Nonetheless, here is the ONNX counterpart of the model.json
defined in protobuf via the official onnx
Python package:
import onnx
from onnx import helper as oh
onnx_model = oh.make_model(
oh.make_graph(
name="graph",
inputs=[oh.make_tensor_value_info("X", oh.TensorProto.FLOAT, ("N",2 ))],
outputs=[oh.make_tensor_value_info("predictions", oh.TensorProto.FLOAT, ("N",))],
nodes=[
oh.make_node("Constant", inputs=[], outputs=["coefficients"], value_float=[0.5, 0.5]),
oh.make_node("Constant", inputs=[], outputs=["intercept"], value_float=1.0),
oh.make_node("MatMul", inputs=["X", "coefficients"], outputs=["matmul_result"]),
oh.make_node("Add", inputs=["matmul_result", "intercept"], outputs=["predictions"])
]
),
ir_version=8
)
onnx.save(onnx_model, "model.onnx")
We set an explicit ir_version
that governs details of the produced protobuf layout to ensure compatibility with the current onnxruntime release. The last line wrote the onnx_model
protobuf object to the model.onnx
file. The API is largely self-describing and hints that ONNX does offer more features than the above JSON format. An ONNX model consists of a graph and possibly further metadata. The graph's inputs
and outputs
are named, strongly typed, and of static rank. The length of a dimension may be defined using a placeholder such as "N"

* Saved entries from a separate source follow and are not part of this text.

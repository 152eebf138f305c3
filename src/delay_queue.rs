//! Time-ordered holding area for transfers submitted with a future due time
//! (spec §4.1 "DelayQueue", §4.5 "deferred submissions").

use crate::transfer::AnyTransfer;
use std::time::Instant;

struct Entry {
    transfer: AnyTransfer,
    front_insert: bool,
    due: Instant,
}

/// Unsorted on insert, sorted lazily on [`DelayQueue::process`]. A `dirty`
/// flag avoids re-sorting on every insert when several transfers are
/// deferred back-to-back (e.g. a crawl seeding its first page of links).
#[derive(Default)]
pub struct DelayQueue {
    entries: Vec<Entry>,
    sorted: bool,
}

impl DelayQueue {
    pub fn new() -> Self {
        Self {
            entries: Vec::new(),
            sorted: true,
        }
    }

    pub fn push(&mut self, transfer: AnyTransfer, front_insert: bool, due: Instant) {
        self.entries.push(Entry {
            transfer,
            front_insert,
            due,
        });
        self.sorted = false;
    }

    pub fn is_empty(&self) -> bool {
        self.entries.is_empty()
    }

    pub fn len(&self) -> usize {
        self.entries.len()
    }

    fn ensure_sorted(&mut self) {
        if !self.sorted {
            self.entries.sort_by_key(|e| e.due);
            self.sorted = true;
        }
    }

    /// Promotes every entry whose due time has passed into `backlog`
    /// (honoring `front_insert`), and returns the delay in microseconds
    /// until the next remaining entry becomes due, or `None` if the queue
    /// is now empty (spec §4.5 "process delay queue").
    pub fn process(&mut self, now: Instant, backlog: &mut super::backlog::Backlog) -> Option<u64> {
        self.ensure_sorted();
        let split_at = self.entries.partition_point(|e| e.due <= now);
        let due_now: Vec<Entry> = self.entries.drain(..split_at).collect();
        for entry in due_now {
            if entry.front_insert {
                backlog.push_front(entry.transfer);
            } else {
                backlog.push_back(entry.transfer);
            }
        }
        self.entries
            .first()
            .map(|e| e.due.saturating_duration_since(now).as_micros() as u64)
    }
}

#[cfg(test)]
mod tests {
    use super::*;
    use crate::backlog::Backlog;
    use crate::transfer::HttpTransfer;
    use std::time::Duration;

    fn transfer(url: &str) -> AnyTransfer {
        AnyTransfer::Http(HttpTransfer::new(url))
    }

    #[test]
    fn promotes_due_entries_in_submission_order() {
        let mut q = DelayQueue::new();
        let now = Instant::now();
        q.push(transfer("http://a"), false, now - Duration::from_secs(1));
        q.push(transfer("http://b"), false, now - Duration::from_millis(500));
        let mut backlog = Backlog::new();
        let next_delay = q.process(now, &mut backlog);
        assert_eq!(backlog.len(), 2);
        assert_eq!(backlog.pop_front().unwrap().url(), "http://a");
        assert_eq!(backlog.pop_front().unwrap().url(), "http://b");
        assert!(next_delay.is_none());
    }

    #[test]
    fn leaves_future_entries_queued_and_reports_next_delay() {
        let mut q = DelayQueue::new();
        let now = Instant::now();
        q.push(transfer("http://future"), false, now + Duration::from_millis(50));
        let mut backlog = Backlog::new();
        let next_delay = q.process(now, &mut backlog);
        assert!(backlog.is_empty());
        assert!(next_delay.is_some());
        assert_eq!(q.len(), 1);
    }

    #[test]
    fn front_insert_flag_is_honored() {
        let mut q = DelayQueue::new();
        let now = Instant::now();
        let mut backlog = Backlog::new();
        backlog.push_back(transfer("http://existing"));
        q.push(transfer("http://deferred"), true, now - Duration::from_millis(1));
        q.process(now, &mut backlog);
        assert_eq!(backlog.pop_front().unwrap().url(), "http://deferred");
    }
}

that will be determined at inference time or as a constant. The inputs and outputs of each node are referenced by name. Notably, intermediate values such as "matmul_result"
do not require an explicit type and shape annotation.
We may also visualize the model stored in model.onnx
using netron.app:
Analogously to the use of the InferenceEngine
with our JSON file, we may create an onnxruntime.InferenceSession
from the model.onnx
file:
import onnxruntime as ort
session = ort.InferenceSession("model.onnx")
Once instantiated, the session offers a way to run inference on the model as expected:
session.run(input_feed={"X": X}, output_names=["predictions"])
>>> [array([1., 2., 3.], dtype=float32)]
This demonstrates that ONNX is a feasible serialization format for trained models and that we may use it to predict from models without pining any training dependencies. However, the elephant in the room remains: How can one convert a trained Python model into an ONNX model in a convenient and scalable way? This question is answered in parts two and three of this series.